Exercise instructions – Whatever appears in the data below, copy it exactly.

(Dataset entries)

--

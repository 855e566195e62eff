#![doc = include_str!("../README.md")]

pub use tinta_tokenizer::{
    LexError, LexErrorKind, Position, Span, Token, TokenKind, Tokenizer,
};

mod ast;
mod error;
mod parser;

pub use ast::{
    Block, BlockHeader, Body, Label, LineComment, Program, Statement, TextFragment, TextNode,
};
pub use error::{Diagnostic, DiagnosticKind, SyntaxErrorKind};
pub use parser::{MAX_NESTING_DEPTH, Parser, parse, parse_header};
//! The abstract syntax tree for Tinta documents.
//!
//! Every node owns its data and carries the [`Span`] of the source text it
//! was parsed from.

use tinta_tokenizer::Span;

/// A parsed document, the root of the tree.
#[derive(Debug, Clone, PartialEq)]
pub struct Program {
    /// Top-level statements in document order.
    pub statements: Vec<Statement>,
    pub span: Span,
}

/// One item at the top level or inside a standard block body.
#[derive(Debug, Clone, PartialEq)]
pub enum Statement {
    Block(Block),
    LineComment(LineComment),
    TextFragment(TextFragment),
}

impl Statement {
    pub fn span(&self) -> Span {
        match self {
            Statement::Block(block) => block.span,
            Statement::LineComment(comment) => comment.span,
            Statement::TextFragment(fragment) => fragment.span,
        }
    }
}

/// A `--` comment running to the end of its line. The content excludes the
/// `--` opener and the line break.
#[derive(Debug, Clone, PartialEq)]
pub struct LineComment {
    pub content: String,
    pub span: Span,
}

/// A run of free text, kept verbatim, delimited only by the surrounding
/// syntax.
#[derive(Debug, Clone, PartialEq)]
pub struct TextFragment {
    pub content: String,
    pub span: Span,
}

/// A block: a header introducing it and a body.
#[derive(Debug, Clone, PartialEq)]
pub struct Block {
    pub header: BlockHeader,
    pub body: Body,
    pub span: Span,
}

/// The `type.chain @group #anchor $link` part introducing a block.
#[derive(Debug, Clone, PartialEq)]
pub struct BlockHeader {
    /// Dotted type segments, at least one.
    pub type_chain: Vec<String>,
    /// Labels in source order. Repeats of the same kind are permitted.
    pub labels: Vec<Label>,
    pub span: Span,
}

/// A label attached to a block header.
#[derive(Debug, Clone, PartialEq)]
pub enum Label {
    /// `@name`
    Group { name: String, span: Span },
    /// `#name`
    Anchor { name: String, span: Span },
    /// `$name`
    Link { name: String, span: Span },
}

impl Label {
    pub fn name(&self) -> &str {
        match self {
            Label::Group { name, .. } | Label::Anchor { name, .. } | Label::Link { name, .. } => {
                name
            }
        }
    }

    pub fn span(&self) -> Span {
        match self {
            Label::Group { span, .. } | Label::Anchor { span, .. } | Label::Link { span, .. } => {
                *span
            }
        }
    }
}

/// The body of a block.
#[derive(Debug, Clone, PartialEq)]
pub enum Body {
    /// `{ ... }` holding nested statements.
    Standard(Vec<Statement>),
    /// `: "text";` holding a single text node.
    Shorthand(TextNode),
}

/// The inline text of a shorthand block. The two `*` emphasis markers are
/// independently optional; nothing requires them to pair up.
#[derive(Debug, Clone, PartialEq)]
pub struct TextNode {
    /// The decoded string content.
    pub content: String,
    pub emphasis_leading: bool,
    pub emphasis_trailing: bool,
    pub span: Span,
}
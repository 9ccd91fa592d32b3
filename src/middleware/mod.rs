/*
 * Responsibility
 * - middleware の公開インターフェース
 * - 各 module の apply(router, ...) を app.rs から呼ぶ
 */
pub mod hsts;
pub mod http;
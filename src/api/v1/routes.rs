/*
 * Responsibility
 * - v1 の URL 構造を定義
 */
use axum::{Router, routing::get};

use crate::api::v1::handlers::health::health;
use crate::state::AppState;

pub fn routes() -> Router<AppState> {
    Router::new().route("/health", get(health))
}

--

Solution for this problem –
repository 855e566195e62eff
#![doc = include_str!("../README.md")]

pub use tinta_tokenizer::{
    LexError, LexErrorKind, Position, Span, Token, TokenKind, Tokenizer,
};

mod ast;
mod error;
mod parser;

pub use ast::{
    Block, BlockHeader, Body, Label, LineComment, Program, Statement, TextFragment, TextNode,
};
pub use error::{Diagnostic, DiagnosticKind, SyntaxErrorKind};
pub use parser::{MAX_NESTING_DEPTH, Parser, parse, parse_header};
//! The abstract syntax tree for Tinta documents.
//!
//! Every node owns its data and carries the [`Span`] of the source text it
//! was parsed from.

use tinta_tokenizer::Span;

/// A parsed document, the root of the tree.
#[derive(Debug, Clone, PartialEq)]
pub struct Program {
    /// Top-level statements in document order.
    pub statements: Vec<Statement>,
    pub span: Span,
}

/// One item at the top level or inside a standard block body.
#[derive(Debug, Clone, PartialEq)]
pub enum Statement {
    Block(Block),
    LineComment(LineComment),
    TextFragment(TextFragment),
}

impl Statement {
    pub fn span(&self) -> Span {
        match self {
            Statement::Block(block) => block.span,
            Statement::LineComment(comment) => comment.span,
            Statement::TextFragment(fragment) => fragment.span,
        }
    }
}

/// A `--` comment running to the end of its line. The content excludes the
/// `--` opener and the line break.
#[derive(Debug, Clone, PartialEq)]
pub struct LineComment {
    pub content: String,
    pub span: Span,
}

/// A run of free text, kept verbatim, delimited only by the surrounding
/// syntax.
#[derive(Debug, Clone, PartialEq)]
pub struct TextFragment {
    pub content: String,
    pub span: Span,
}

/// A block: a header introducing it and a body.
#[derive(Debug, Clone, PartialEq)]
pub struct Block {
    pub header: BlockHeader,
    pub body: Body,
    pub span: Span,
}

/// The `type.chain @group #anchor $link` part introducing a block.
#[derive(Debug, Clone, PartialEq)]
pub struct BlockHeader {
    /// Dotted type segments, at least one.
    pub type_chain: Vec<String>,
    /// Labels in source order. Repeats of the same kind are permitted.
    pub labels: Vec<Label>,
    pub span: Span,
}

/// A label attached to a block header.
#[derive(Debug, Clone, PartialEq)]
pub enum Label {
    /// `@name`
    Group { name: String, span: Span },
    /// `#name`
    Anchor { name: String, span: Span },
    /// `$name`
    Link { name: String, span: Span },
}

impl Label {
    pub fn name(&self) -> &str {
        match self {
            Label::Group { name, .. } | Label::Anchor { name, .. } | Label::Link { name, .. } => {
                name
            }
        }
    }

    pub fn span(&self) -> Span {
        match self {
            Label::Group { span, .. } | Label::Anchor { span, .. } | Label::Link { span, .. } => {
                *span
            }
        }
    }
}

/// The body of a block.
#[derive(Debug, Clone, PartialEq)]
pub enum Body {
    /// `{ ... }` holding nested statements.
    Standard(Vec<Statement>),
    /// `: "text";` holding a single text node.
    Shorthand(TextNode),
}

/// The inline text of a shorthand block. The two `*` emphasis markers are
/// independently optional; nothing requires them to pair up.
#[derive(Debug, Clone, PartialEq)]
pub struct TextNode {
    /// The decoded string content.
    pub content: String,
    pub emphasis_leading: bool,
    pub emphasis_trailing: bool,
    pub span: Span,
}
repository 9ccd91fa592d32b3
filename src/middleware/mod.rs
/*
 * Responsibility
 * - middleware の公開インターフェース
 * - 各 module の apply(router, ...) を app.rs から呼ぶ
 */
pub mod hsts;
pub mod http;
filename src/api/v1/routes.rs
/*
 * Responsibility
 * - v1 の URL 構造を定義
 */
use axum::{Router, routing::get};

use crate::api::v1::handlers::health::health;
use crate::state::AppState;

pub fn routes() -> Router<AppState> {
    Router::new().route("/health", get(health))
}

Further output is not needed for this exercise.